··· Input records

impl Supervisor {
    async fn run(mut self, mut event_loop: EventLoop) {
        debug!(client_id = %self.client_id, "session supervisor started");
        let mut shutdown_rx = self.shutdown_rx.clone();
        loop {
            if *shutdown_rx.borrow() {
                debug!("shutdown signal received");
                break;
            }
            tokio::select! {
                _ = shutdown_rx.changed() => {
                    if *shutdown_rx.borrow() {
                        debug!("shutdown signal received");
                        break;
                    }
                }
                polled = event_loop.poll() => {
                    let keep_running = match polled {
                        Ok(event) => {
                            let route = route_event(&event);
                            self.handle_route(route, &mut event_loop).await
                        }
                        Err(error) => self.handle_poll_error(&error, &mut event_loop).await,
                    };
                    if !keep_running {
                        break;
                    }
                }
            }
        }
        debug!(client_id = %self.client_id, "session supervisor stopped");
    }

    /// Returns false when the supervisor should stop.
    async fn handle_route(&mut self, route: EventRoute, event_loop: &mut EventLoop) -> bool {
        match route {
            EventRoute::ConnAckAccepted { session_present } => {
                self.on_connack_accepted(session_present).await;
                true
            }
            EventRoute::ConnAckRejected {
                reason,
                auth_failure,
            } => self.on_connack_rejected(reason, auth_failure).await,
            EventRoute::MessageReceived {
                topic,
                payload,
                qos,
                retain,
            } => {
                self.dispatch_message(topic, payload, qos, retain).await;
                true
            }
            EventRoute::PublishSent { pkid } => {
                self.inner.lock().await.acks.publish_sent(pkid);
                true
            }
            EventRoute::PublishAcked { pkid } | EventRoute::PublishCompleted { pkid } => {
                self.inner.lock().await.acks.acknowledged(pkid);
                true
            }
            EventRoute::SubscribeSent { pkid } => {
                self.inner.lock().await.subs.subscribe_sent(pkid);
                true
            }
            EventRoute::SubscriptionAcked { pkid, failure } => {
                self.on_subscription_acked(pkid, failure).await;
                true
            }
            EventRoute::PingSent => {
                self.keep_alive.ping_sent();
                true
            }
            EventRoute::PingAcknowledged => {
                self.keep_alive.ping_acknowledged();
                true
            }
            EventRoute::Disconnected => {
                self.handle_interruption("broker disconnected", event_loop)
                    .await
            }
            EventRoute::Infrastructure => true,
        }
    }

    async fn on_connack_accepted(&mut self, session_present: bool) {
        let prior = *self.state_tx.borrow();
        apply_transition(&self.state_tx, SessionTransition::ConnAckAccepted);
        self.reconnect_attempts = 0;

        match prior {
            SessionState::Connecting => {
                self.keep_alive.reset();
                info!(session_present, "connected");
                if let Some(connack_tx) = self.connack_tx.take() {
                    let _ = connack_tx.send(Ok(()));
                }
                notify(&self.event_tx, SessionEvent::Connected);
            }
            SessionState::Interrupted => {
                self.keep_alive.reset();
                info!(session_present, "session resumed");
                notify(&self.event_tx, SessionEvent::Resumed);
                self.resubscribe_all().await;
            }
            // The event loop re-established the transport on its own
            // after a tolerated missed ping; the miss budget carries
            // over until a PINGRESP actually lands
            SessionState::Connected => {
                debug!(session_present, "transport re-established")
            }
            other => debug!(state = %other, "unexpected CONNACK ignored"),
        }
    }

    /// Resolve a SUBACK to its filter; a refused return code evicts the
    /// filter from the registry and surfaces the reason.
    async fn on_subscription_acked(&mut self, pkid: u16, failure: Option<String>) {
        let mut inner = self.inner.lock().await;
        let Some(filter) = inner.subs.acked(pkid) else {
            return;
        };

        match failure {
            None => {
                drop(inner);
                debug!(pkid, filter = %filter, "subscription confirmed");
            }
            Some(reason) => {
                inner.registry.remove(&filter);
                drop(inner);
                error!(filter = %filter, reason = %reason, "broker refused subscription");
                notify(
                    &self.event_tx,
                    SessionEvent::SubscriptionRejected { filter, reason },
                );
            }
        }
    }

    /// Returns false when the supervisor should stop.
    async fn on_connack_rejected(&mut self, reason: String, auth_failure: bool) -> bool {
        if let Some(connack_tx) = self.connack_tx.take() {
            let error = if auth_failure {
                ConnectError::Auth(reason.clone())
            } else {
                ConnectError::Network(reason.clone())
            };
            apply_transition(&self.state_tx, SessionTransition::ConnectFailed(reason));
            let _ = connack_tx.send(Err(error));
            return false;
        }

        // Rejected while resuming: broker is refusing us, give up
        error!(reason = %reason, "broker rejected resume attempt");
        self.abort_reconnection(&format!("resume rejected: {reason}"))
            .await;
        false
    }

    async fn dispatch_message(
        &mut self,
        message_topic: String,
        payload: bytes::Bytes,
        qos: QoS,
        retain: bool,
    ) {
        let message = InboundMessage {
            topic: message_topic,
            payload,
            qos,
            retain,
            received_at: Utc::now(),
        };

        let mut inner = self.inner.lock().await;
        let filters = inner.registry.matching_filters(&message.topic);
        if filters.is_empty() {
            debug!(topic = %message.topic, "message on unmatched topic dropped");
            return;
        }

        // Deliver-to-all: every matching filter's buffer records the
        // message; the shell gets one notification per arrival
        for filter in &filters {
            inner.buffer.record(filter, message.clone());
        }
        drop(inner);

        debug!(
            topic = %message.topic,
            matched = filters.len(),
            bytes = message.payload.len(),
            "message dispatched"
        );
        notify(&self.event_tx, SessionEvent::Message(message));
    }

    /// Transition to Interrupted (on first failure) and drive backoff
    /// reconnection. Returns false when the supervisor should stop.
    async fn handle_interruption(&mut self, reason: &str, event_loop: &mut EventLoop) -> bool {
        // Failure before the first CONNACK is a connect failure, not an
        // interruption; it is surfaced to the caller and never retried
        if let Some(connack_tx) = self.connack_tx.take() {
            apply_transition(
                &self.state_tx,
                SessionTransition::ConnectFailed(reason.to_string()),
            );
            let _ = connack_tx.send(Err(ConnectError::Network(reason.to_string())));
            return false;
        }

        let current = *self.state_tx.borrow();
        if matches!(
            current,
            SessionState::Disconnecting | SessionState::Disconnected
        ) {
            // Explicit disconnect in progress; let it finish
            return false;
        }

        if current == SessionState::Connected {
            apply_transition(
                &self.state_tx,
                SessionTransition::Interrupted(reason.to_string()),
            );
            let mut inner = self.inner.lock().await;
            inner.acks.fail_all();
            inner.subs.clear();
            drop(inner);
            notify(
                &self.event_tx,
                SessionEvent::Interrupted {
                    reason: reason.to_string(),
                },
            );
        }

        // Copy out of the watch before the match; the arms borrow self
        // mutably
        let shutdown_requested = *self.shutdown_rx.borrow();
        match self
            .config
            .reconnect
            .decide(self.reconnect_attempts, shutdown_requested)
        {
            ReconnectDecision::Proceed { attempt, delay } => {
                self.reconnect_attempts = attempt;
                info!(
                    attempt,
                    delay_ms = delay.as_millis() as u64,
                    "attempting to resume session"
                );
                if !interruptible_sleep(self.shutdown_rx.clone(), delay).await {
                    return false;
                }
                match self.rebuild_connection().await {
                    Ok(new_event_loop) => {
                        *event_loop = new_event_loop;
                        self.keep_alive.reset();
                    }
                    Err(error) => {
                        // Next poll on the stale loop fails again and
                        // re-enters this path with the attempt counted
                        warn!(error = %error, "failed to rebuild connection");
                    }
                }
                true
            }
            ReconnectDecision::AbortShutdownRequested => false,
            ReconnectDecision::AbortMaxAttemptsExceeded => {
                self.abort_reconnection("max reconnection attempts exceeded")
                    .await;
                false
            }
        }
    }

    async fn handle_poll_error(
        &mut self,
        error: &ConnectionError,
        event_loop: &mut EventLoop,
    ) -> bool {
        if let Some(connack_tx) = self.connack_tx.take() {
            let mapped = map_poll_error(error);
            apply_transition(
                &self.state_tx,
                SessionTransition::ConnectFailed(error.to_string()),
            );
            let _ = connack_tx.send(Err(mapped));
            return false;
        }

        // A missed ping surfaces as a poll error when the next PINGREQ
        // comes due with the previous one unacknowledged. Tolerated
        // misses let the event loop re-establish the transport on its
        // own; only an exhausted budget interrupts the session.
        if is_missed_ping(error) {
            if self.keep_alive.ping_missed() {
                let reason = format!(
                    "keep-alive timeout: {} consecutive pings unacknowledged",
                    crate::session::state::MAX_MISSED_PINGS
                );
                return self.handle_interruption(&reason, event_loop).await;
            }
            warn!(
                misses = self.keep_alive.misses(),
                "ping unacknowledged, reconnecting transport"
            );
            return true;
        }

        self.handle_interruption(&error.to_string(), event_loop)
            .await
    }

    /// Reinstate every registered filter after a resume, preserving the
    /// QoS each was subscribed with.
    async fn resubscribe_all(&self) {
        let subscriptions = self.inner.lock().await.registry.subscriptions();
        if subscriptions.is_empty() {
            return;
        }
        let client = self.client_slot.lock().await.clone();
        let Some(client) = client else {
            return;
        };
        let _gate = self.subscribe_gate.lock().await;
        for subscription in subscriptions {
            self.inner.lock().await.subs.register(&subscription.filter);
            match client
                .subscribe(subscription.filter.clone(), subscription.qos)
                .await
            {
                Ok(()) => debug!(filter = %subscription.filter, "re-subscribed"),
                Err(error) => {
                    self.inner.lock().await.subs.cancel_last();
                    error!(filter = %subscription.filter, error = %error, "re-subscribe failed")
                }
            }
        }
    }

    async fn rebuild_connection(&mut self) -> Result<EventLoop, TlsError> {
        let transport = self.materials.build_transport()?;
        let options = configure_mqtt_options(&self.config, &self.client_id, transport);
        let (client, event_loop) = AsyncClient::new(options, CLIENT_REQUEST_CAPACITY);
        *self.client_slot.lock().await = Some(client);
        Ok(event_loop)
    }

    async fn abort_reconnection(&mut self, reason: &str) {
        apply_transition(
            &self.state_tx,
            SessionTransition::ReconnectAborted(reason.to_string()),
        );
        let mut inner = self.inner.lock().await;
        inner.registry.clear();
        inner.acks.fail_all();
        inner.subs.clear();
        drop(inner);
        notify(&self.event_tx, SessionEvent::Disconnected);
    }
}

······

What is expected:
Lines from the start of the entries through the one containing "let route = route_event(&event);" are to be set down again exactly, both ends included.

Task solution:
impl Supervisor {
    async fn run(mut self, mut event_loop: EventLoop) {
        debug!(client_id = %self.client_id, "session supervisor started");
        let mut shutdown_rx = self.shutdown_rx.clone();
        loop {
            if *shutdown_rx.borrow() {
                debug!("shutdown signal received");
                break;
            }
            tokio::select! {
                _ = shutdown_rx.changed() => {
                    if *shutdown_rx.borrow() {
                        debug!("shutdown signal received");
                        break;
                    }
                }
                polled = event_loop.poll() => {
                    let keep_running = match polled {
                        Ok(event) => {
                            let route = route_event(&event);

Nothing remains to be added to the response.